◆ Task brief ◆
Lines from the beginning of the data below through the one containing "two required values." are to be printed exactly as they appear.

◆ Exercise material ◆
== Segment start ==

//! Client configuration (strict YAML).
//!
//! Every section rejects unknown keys, so a typo fails loudly at startup
//! instead of silently falling back to a default.
//!
//! ```yaml
//! version: 1
//! room_id: 21452505
//! stream:
//!   url: "wss://broadcastlv.chat.bilibili.com/sub"
//!   token: "..."
//! collector:
//!   base_url: "http://127.0.0.1:8081"
//! battle:
//!   early_check_secs: 170
//! features:
//!   spider: true
//! ```

use std::fs;
use std::time::Duration;

use livewire_battle::BattleConfig;
use livewire_protocol::RoomId;
use livewire_router::{Endpoints, KeywordFilter};
use serde::{Deserialize, Serialize};

use crate::ConfigError;

/// The only config version this build understands.
pub const CONFIG_VERSION: u32 = 1;

/// Reads and validates a config file.
pub fn load_from_file(path: &str) -> Result<LivewireConfig, ConfigError> {
    let s = fs::read_to_string(path).map_err(|source| ConfigError::Read {
        path: path.to_string(),
        source,
    })?;
    load_from_str(&s)
}

/// Parses and validates YAML.
pub fn load_from_str(s: &str) -> Result<LivewireConfig, ConfigError> {
    let cfg: LivewireConfig = serde_yaml::from_str(s)?;
    cfg.validate()?;
    Ok(cfg)
}

// ---------------------------------------------------------------------------
// Top level
// ---------------------------------------------------------------------------

#[derive(Debug, Clone, PartialEq, Serialize, Deserialize)]
#[serde(deny_unknown_fields)]
pub struct LivewireConfig {
    pub version: u32,

    /// The room to listen to. Also "our side" in battles.
    pub room_id: RoomId,

    pub stream: StreamSection,

    #[serde(default)]
    pub collector: CollectorSection,

    #[serde(default)]
    pub battle: BattleConfig,

    #[serde(default)]
    pub features: FeaturesSection,
}

impl LivewireConfig {
    /// A config with defaults everywhere except the two required values.
    pub fn new(room_id: RoomId, url: impl Into<String>) -> Self {
        Self {
            version: CONFIG_VERSION,
            room_id,
            stream: StreamSection {
                url: url.into(),
                token: String::new(),
                uid: 0,
                buvid: None,
                heartbeat_interval_secs: default_heartbeat_interval_secs(),
            },
            collector: CollectorSection::default(),
            battle: BattleConfig::default(),
            features: FeaturesSection::default(),
        }
    }

    pub fn validate(&self) -> Result<(), ConfigError> {
        if self.version != CONFIG_VERSION {
            return Err(ConfigError::Invalid(format!(
                "unsupported config version {} (expected {CONFIG_VERSION})",
                self.version
            )));
        }
        if self.room_id.0 == 0 {
            return Err(ConfigError::Invalid("room_id must not be 0".into()));
        }
        self.stream.validate()?;
        self.collector.validate()?;
        if self.battle.early_check_secs > self.battle.end_check_secs {
            return Err(ConfigError::Invalid(
                "battle.early_check_secs must not exceed battle.end_check_secs".into(),
            ));
        }
        Ok(())
    }
}

// ---------------------------------------------------------------------------
// Sections
// ---------------------------------------------------------------------------

/// The live-event stream.
#[derive(Debug, Clone, PartialEq, Eq, Serialize, Deserialize)]
#[serde(deny_unknown_fields)]
pub struct StreamSection {
    /// `ws://` or `wss://` endpoint.
    pub url: String,

    /// Auth key sent in the handshake.
    #[serde(default)]
    pub token: String,

    /// Viewer uid sent in the handshake; 0 is anonymous.
    #[serde(default)]
    pub uid: u64,

    #[serde(default)]
    pub buvid: Option<String>,

    #[serde(default = "default_heartbeat_interval_secs")]
    pub heartbeat_interval_secs: u64,
}

impl StreamSection {
    pub fn heartbeat_interval(&self) -> Duration {
        Duration::from_secs(self.heartbeat_interval_secs)
    }

    pub fn validate(&self) -> Result<(), ConfigError> {
        if !(self.url.starts_with("ws://") || self.url.starts_with("wss://")) {
            return Err(ConfigError::Invalid(
                "stream.url must start with ws:// or wss://".into(),
            ));
        }
        if !(1..=300).contains(&self.heartbeat_interval_secs) {
            return Err(ConfigError::Invalid(
                "stream.heartbeat_interval_secs must be between 1 and 300".into(),
            ));
        }
        Ok(())
    }
}

fn default_heartbeat_interval_secs() -> u64 {
    30
}

/// The HTTP collector decisions and forwarded events are posted to.
#[derive(Debug, Clone, PartialEq, Eq, Serialize, Deserialize)]
#[serde(deny_unknown_fields)]
pub struct CollectorSection {
    #[serde(default = "default_base_url")]
    pub base_url: String,

    #[serde(default = "default_timeout_ms")]
    pub timeout_ms: u64,

    #[serde(default)]
    pub endpoints: Endpoints,
}

impl Default for CollectorSection {
    fn default() -> Self {
        Self {
            base_url: default_base_url(),
            timeout_ms: default_timeout_ms(),
            endpoints: Endpoints::default(),
        }
    }
}

impl CollectorSection {
    pub fn timeout(&self) -> Duration {
        Duration::from_millis(self.timeout_ms)
    }

    pub fn validate(&self) -> Result<(), ConfigError> {
        if !(self.base_url.starts_with("http://") || self.base_url.starts_with("https://")) {
            return Err(ConfigError::Invalid(
                "collector.base_url must start with http:// or https://".into(),
            ));
        }
        if !(100..=60_000).contains(&self.timeout_ms) {
            return Err(ConfigError::Invalid(
                "collector.timeout_ms must be between 100 and 60000".into(),
            ));
        }
        Ok(())
    }
}

fn default_base_url() -> String {
    "http://127.0.0.1:8081".to_string()
}

fn default_timeout_ms() -> u64 {
    3000
}

/// Optional behavior.
#[derive(Debug, Clone, PartialEq, Eq, Serialize, Deserialize)]
#[serde(deny_unknown_fields)]
pub struct FeaturesSection {
    /// Forward stopped-room listings to the spider endpoint.
    #[serde(default)]
    pub spider: bool,

    #[serde(default = "default_keywords")]
    pub keywords: Vec<String>,

    #[serde(default = "default_robot_keyword")]
    pub robot_keyword: String,
}

impl Default for FeaturesSection {
    fn default() -> Self {
        Self {
            spider: false,
            keywords: default_keywords(),
            robot_keyword: default_robot_keyword(),
        }
    }
}

impl FeaturesSection {
    pub fn keyword_filter(&self) -> KeywordFilter {
        KeywordFilter {
            keywords: self.keywords.clone(),
            robot_keyword: self.robot_keyword.clone(),
        }
    }
}

fn default_keywords() -> Vec<String> {
    KeywordFilter::default().keywords
}

fn default_robot_keyword() -> String {
    KeywordFilter::default().robot_keyword
}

== Segment end ==

◆ Answer to the exercise ◆
//! Client configuration (strict YAML).
//!
//! Every section rejects unknown keys, so a typo fails loudly at startup
//! instead of silently falling back to a default.
//!
//! ```yaml
//! version: 1
//! room_id: 21452505
//! stream:
//!   url: "wss://broadcastlv.chat.bilibili.com/sub"
//!   token: "..."
//! collector:
//!   base_url: "http://127.0.0.1:8081"
//! battle:
//!   early_check_secs: 170
//! features:
//!   spider: true
//! ```

use std::fs;
use std::time::Duration;

use livewire_battle::BattleConfig;
use livewire_protocol::RoomId;
use livewire_router::{Endpoints, KeywordFilter};
use serde::{Deserialize, Serialize};

use crate::ConfigError;

/// The only config version this build understands.
pub const CONFIG_VERSION: u32 = 1;

/// Reads and validates a config file.
pub fn load_from_file(path: &str) -> Result<LivewireConfig, ConfigError> {
    let s = fs::read_to_string(path).map_err(|source| ConfigError::Read {
        path: path.to_string(),
        source,
    })?;
    load_from_str(&s)
}

/// Parses and validates YAML.
pub fn load_from_str(s: &str) -> Result<LivewireConfig, ConfigError> {
    let cfg: LivewireConfig = serde_yaml::from_str(s)?;
    cfg.validate()?;
    Ok(cfg)
}

// ---------------------------------------------------------------------------
// Top level
// ---------------------------------------------------------------------------

#[derive(Debug, Clone, PartialEq, Serialize, Deserialize)]
#[serde(deny_unknown_fields)]
pub struct LivewireConfig {
    pub version: u32,

    /// The room to listen to. Also "our side" in battles.
    pub room_id: RoomId,

    pub stream: StreamSection,

    #[serde(default)]
    pub collector: CollectorSection,

    #[serde(default)]
    pub battle: BattleConfig,

    #[serde(default)]
    pub features: FeaturesSection,
}

impl LivewireConfig {
    /// A config with defaults everywhere except the two required values.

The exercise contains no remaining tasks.